The word orthopedic was coined in 1741 by Nicolas Andry, a French physician who wrote the first book on the topic. The book’s title was Orthopédie. Ortho- is Greek for straight or correct, as in orthodoxy (correct belief) and orthodontics (straight teeth).

The pédie is also Greek and stems from child. In his book, Andry described how families and physicians could prevent and correct skeletal deformities in children. Of course, the means were entirely non-surgical because it would be another 100 years before general anesthesia and the concept of elective surgery came about. The graphic that Andry chose for the frontspiece of his book to illustrate his concept of straightening a child remains iconic.

In his 1828 monumental treatise, An American Dictionary of the English Language, Noah Webster simplified the spelling of Old World entries including colour, programme, cheque, and encyclopaedia. He probably would have also objected to aeroplane, had it been around then. Despite the lexicographer’s best efforts, we still have two spellings for bone surgery:  orthopedic and orthopaedic.

Some stuffed shirts are reluctant to give up that “a” in orthopaedic because they say that pedo also means foot. These purists insist that orthopaedic means straight children, which was Andry’s intent, whereas orthopedic might mean just straight feet.  Somehow, American paediatricians long ago became pediatricians without apparent loss of professional standing.

To my mind, Wikipedia brings the debate to an end.  It says that pedo- relates to 1) children, 2) feet, 3) soil, and 4) flatulence. Or should it be flaetulence?


Other posts at of particular interest to orthopedic surgeons:

Giant public works project spawns new surgical specialty.

The spine surgery will help your child breathe.

The human hand. Not really that good for anything.

8 thoughts on “Is it orthopedic or orthopaedic?

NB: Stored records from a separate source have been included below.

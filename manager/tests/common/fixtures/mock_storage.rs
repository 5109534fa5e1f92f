//! In-memory ZFS for testing
//!
//! Implements the `Storage` trait over a map of datasets so the engine can be
//! driven without a real pool. Supports failure injection (create, destroy,
//! transfer, queries) and a "mount on receive" switch that makes received
//! datasets come up mounted and writable, as a careless receiver would.

use std::collections::{BTreeMap, HashSet};
use std::sync::Mutex;

use zsnap::storage::Storage;
use zsnap_agent::{AgentError, DatasetRecord, SnapshotRecord, TransferRequest};

/// Creation time of the first snapshot taken on a fresh mock
const CLOCK_START: i64 = 1_700_000_000;

#[derive(Debug, Clone, PartialEq, Eq)]
pub struct FakeSnapshot {
    pub label: String,
    pub creation: i64,
    /// Dataset content generation captured by the snapshot
    pub content: u64,
}

#[derive(Debug, Clone, PartialEq, Eq)]
pub struct FakeDataset {
    pub mounted: bool,
    pub readonly: bool,
    /// Bumped by `write`, copied by transfers
    pub content: u64,
    pub snapshots: Vec<FakeSnapshot>,
}

impl FakeDataset {
    fn new(mounted: bool) -> Self {
        Self {
            mounted,
            readonly: false,
            content: 0,
            snapshots: Vec::new(),
        }
    }

    fn snapshot(&self, label: &str) -> Option<&FakeSnapshot> {
        self.snapshots.iter().find(|s| s.label == label)
    }
}

#[derive(Debug, Default)]
struct PoolState {
    datasets: BTreeMap<String, FakeDataset>,
    clock: i64,
    calls: Vec<String>,
    dry_run: bool,
    mount_on_receive: bool,
    fail_queries: bool,
    transfer_failures: u32,
    fail_create: HashSet<String>,
    busy: HashSet<String>,
    fail_destroy: HashSet<String>,
}

impl PoolState {
    fn tick(&mut self) -> i64 {
        self.clock += 60;
        self.clock
    }

    fn subtree(&self, root: &str) -> Vec<String> {
        let prefix = format!("{}/", root);
        self.datasets
            .keys()
            .filter(|name| name.as_str() == root || name.starts_with(&prefix))
            .cloned()
            .collect()
    }

    fn query_guard(&self, target: &str) -> Result<(), AgentError> {
        if self.fail_queries {
            return Err(failed(format!("zfs list {}", target), "I/O error"));
        }
        Ok(())
    }
}

fn failed(command: String, stderr: &str) -> AgentError {
    AgentError::Failed {
        command,
        status: 1,
        stderr: stderr.to_string(),
    }
}

fn split_full_name(full: &str) -> (&str, &str) {
    full.split_once('@').unwrap_or((full, ""))
}

pub struct MockZfs {
    state: Mutex<PoolState>,
}

impl MockZfs {
    pub fn new() -> Self {
        Self {
            state: Mutex::new(PoolState {
                clock: CLOCK_START,
                ..Default::default()
            }),
        }
    }

    // === SETUP ===

    pub fn with_dataset(self, name: &str, mounted: bool) -> Self {
        self.add_dataset(name, mounted);
        self
    }

    pub fn with_snapshot(self, dataset: &str, label: &str) -> Self {
        self.add_snapshot(dataset, label);
        self
    }

    pub fn add_dataset(&self, name: &str, mounted: bool) {
        self.state
            .lock()
            .unwrap()
            .datasets
            .insert(name.to_string(), FakeDataset::new(mounted));
    }

    /// Adds a snapshot directly, bypassing call recording and failure injection.
    pub fn add_snapshot(&self, dataset: &str, label: &str) {
        let mut state = self.state.lock().unwrap();
        let creation = state.tick();
        let ds = state
            .datasets
            .get_mut(dataset)
            .unwrap_or_else(|| panic!("no dataset {}", dataset));
        let content = ds.content;
        ds.snapshots.push(FakeSnapshot {
            label: label.to_string(),
            creation,
            content,
        });
    }

    /// Deletes a snapshot behind the engine's back, as an operator would.
    pub fn remove_snapshot(&self, dataset: &str, label: &str) {
        let mut state = self.state.lock().unwrap();
        if let Some(ds) = state.datasets.get_mut(dataset) {
            ds.snapshots.retain(|s| s.label != label);
        }
    }

    pub fn remove_dataset(&self, name: &str) {
        self.state.lock().unwrap().datasets.remove(name);
    }

    /// Simulates new data being written to a dataset.
    pub fn write(&self, dataset: &str) {
        let mut state = self.state.lock().unwrap();
        if let Some(ds) = state.datasets.get_mut(dataset) {
            ds.content += 1;
        }
    }

    pub fn set_mounted(&self, dataset: &str, mounted: bool) {
        let mut state = self.state.lock().unwrap();
        if let Some(ds) = state.datasets.get_mut(dataset) {
            ds.mounted = mounted;
        }
    }

    // === FAILURE INJECTION ===

    /// Mutations are recorded but not applied.
    pub fn dry_run(self) -> Self {
        self.state.lock().unwrap().dry_run = true;
        self
    }

    pub fn mount_on_receive(self, enabled: bool) -> Self {
        self.state.lock().unwrap().mount_on_receive = enabled;
        self
    }

    pub fn fail_queries(&self, enabled: bool) {
        self.state.lock().unwrap().fail_queries = enabled;
    }

    pub fn fail_next_transfers(&self, count: u32) {
        self.state.lock().unwrap().transfer_failures = count;
    }

    pub fn fail_create_on(&self, dataset: &str) {
        self.state
            .lock()
            .unwrap()
            .fail_create
            .insert(dataset.to_string());
    }

    /// Destroying `full_name` will fail as held or cloned.
    pub fn mark_busy(&self, full_name: &str) {
        self.state.lock().unwrap().busy.insert(full_name.to_string());
    }

    pub fn fail_destroy_on(&self, full_name: &str) {
        self.state
            .lock()
            .unwrap()
            .fail_destroy
            .insert(full_name.to_string());
    }

    // === INSPECTION ===

    pub fn exists(&self, name: &str) -> bool {
        self.state.lock().unwrap().datasets.contains_key(name)
    }

    pub fn dataset(&self, name: &str) -> Option<FakeDataset> {
        self.state.lock().unwrap().datasets.get(name).cloned()
    }

    pub fn labels(&self, dataset: &str) -> Vec<String> {
        self.dataset(dataset)
            .map(|ds| ds.snapshots.into_iter().map(|s| s.label).collect())
            .unwrap_or_default()
    }

    pub fn has_snapshot(&self, dataset: &str, label: &str) -> bool {
        self.labels(dataset).iter().any(|l| l == label)
    }

    /// Every recorded mutation, in order, e.g. `snapshot tank/a@auto_...`.
    pub fn calls(&self) -> Vec<String> {
        self.state.lock().unwrap().calls.clone()
    }

    pub fn calls_starting_with(&self, prefix: &str) -> Vec<String> {
        self.calls()
            .into_iter()
            .filter(|c| c.starts_with(prefix))
            .collect()
    }

    /// The dataset and its descendants with their content, for comparing two pools.
    pub fn tree_content(&self, root: &str) -> Vec<(String, u64)> {
        let state = self.state.lock().unwrap();
        state
            .subtree(root)
            .into_iter()
            .map(|name| {
                let content = state.datasets[&name].content;
                (name.strip_prefix(root).unwrap_or_default().to_string(), content)
            })
            .collect()
    }

    fn receive_full(state: &mut PoolState, request: &TransferRequest) -> Result<(), AgentError> {
        let (source, label) = split_full_name(&request.snapshot);
        let sent = state
            .datasets
            .get(source)
            .and_then(|ds| ds.snapshot(label))
            .map(|s| s.creation)
            .ok_or_else(|| AgentError::DatasetNotFound(request.snapshot.clone()))?;

        if state.datasets.contains_key(&request.target) {
            return Err(failed(
                format!("zfs recv {}", request.target),
                "destination already exists",
            ));
        }

        let sources = if request.flags.replicate {
            state.subtree(source)
        } else {
            vec![source.to_string()]
        };

        let mounted = state.mount_on_receive;
        for name in sources {
            let suffix = name.strip_prefix(source).unwrap_or_default();
            let target = format!("{}{}", request.target, suffix);
            let origin = &state.datasets[&name];

            let snapshots: Vec<FakeSnapshot> = if request.flags.replicate {
                origin
                    .snapshots
                    .iter()
                    .filter(|s| s.creation <= sent)
                    .cloned()
                    .collect()
            } else {
                origin.snapshot(label).into_iter().cloned().collect()
            };

            let mut received = FakeDataset::new(mounted);
            received.content = snapshots.last().map(|s| s.content).unwrap_or_default();
            received.snapshots = snapshots;
            state.datasets.insert(target, received);
        }
        Ok(())
    }

    fn receive_incremental(
        state: &mut PoolState,
        request: &TransferRequest,
        base: &str,
    ) -> Result<(), AgentError> {
        let (source, label) = split_full_name(&request.snapshot);
        let (_, base_label) = split_full_name(base);

        let origin = state
            .datasets
            .get(source)
            .ok_or_else(|| AgentError::DatasetNotFound(source.to_string()))?;
        let sent = origin
            .snapshot(label)
            .map(|s| s.creation)
            .ok_or_else(|| AgentError::DatasetNotFound(request.snapshot.clone()))?;
        let from = origin
            .snapshot(base_label)
            .map(|s| s.creation)
            .ok_or_else(|| AgentError::DatasetNotFound(base.to_string()))?;

        let target = state
            .datasets
            .get(&request.target)
            .ok_or_else(|| AgentError::DatasetNotFound(request.target.clone()))?;

        // The receiver must sit exactly at the basis
        if target.snapshots.last().map(|s| s.label.as_str()) != Some(base_label) {
            return Err(failed(
                format!("zfs recv {}", request.target),
                "destination has been modified since most recent snapshot",
            ));
        }

        let sources = if request.flags.replicate {
            state.subtree(source)
        } else {
            vec![source.to_string()]
        };

        let mounted = state.mount_on_receive;
        for name in sources {
            let suffix = name.strip_prefix(source).unwrap_or_default().to_string();
            let target_name = format!("{}{}", request.target, suffix);
            let incoming: Vec<FakeSnapshot> = state.datasets[&name]
                .snapshots
                .iter()
                .filter(|s| s.creation > from && s.creation <= sent)
                .cloned()
                .collect();

            let received = state
                .datasets
                .entry(target_name)
                .or_insert_with(|| FakeDataset::new(mounted));
            received.snapshots.extend(incoming);
            received.content = received.snapshots.last().map(|s| s.content).unwrap_or_default();
            if mounted {
                received.mounted = true;
            }
        }
        Ok(())
    }
}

  1. Roy, love being a doc who straightens children, never came to mind that we were also straightening feet…The AOFAS should jump on this. Thanks again, PD

  2. When I first became a resident in the bone field My Chairman was Sir Robert Duthie at the University 0f Rochester. Dr. Duthie was from England and was specific about the use of the “a” in Orthopaedic. We attributed this to the English and its relationship the straight child , and the bent tree logo. I have favored it ever since. I know that C M. Evarts MD ( later Chief at Rochester) also favored the “a” included.

    1. Hi Pete,
      I met Professor Duthie one summer in medical school when I did a clerkship at Oxford. The topic of spelling never came up but I would assume that he would prefer the English spelling along with theatre, harmonise, oedema and others that we rebels across the ocean haven’t time for.
      Best wishes,

  3. In a sense, just too paedantic for me. I say, “spell it like it sounds.” Next step: Esperanto! Good show, Dr. Meals!

    1. Hi Stephen,
      On one hand I agree with you about spelling it like it sounds, but how about wound (a cut) and wound (past tense of wind) or wind (a zepher) or wend (to find your way)? Its complicaeted. Best wishes, Roy

    1. Hi Donald,
      Nobody is likely to change their ways: tomAHto tomAYto. That is what makes language interesting.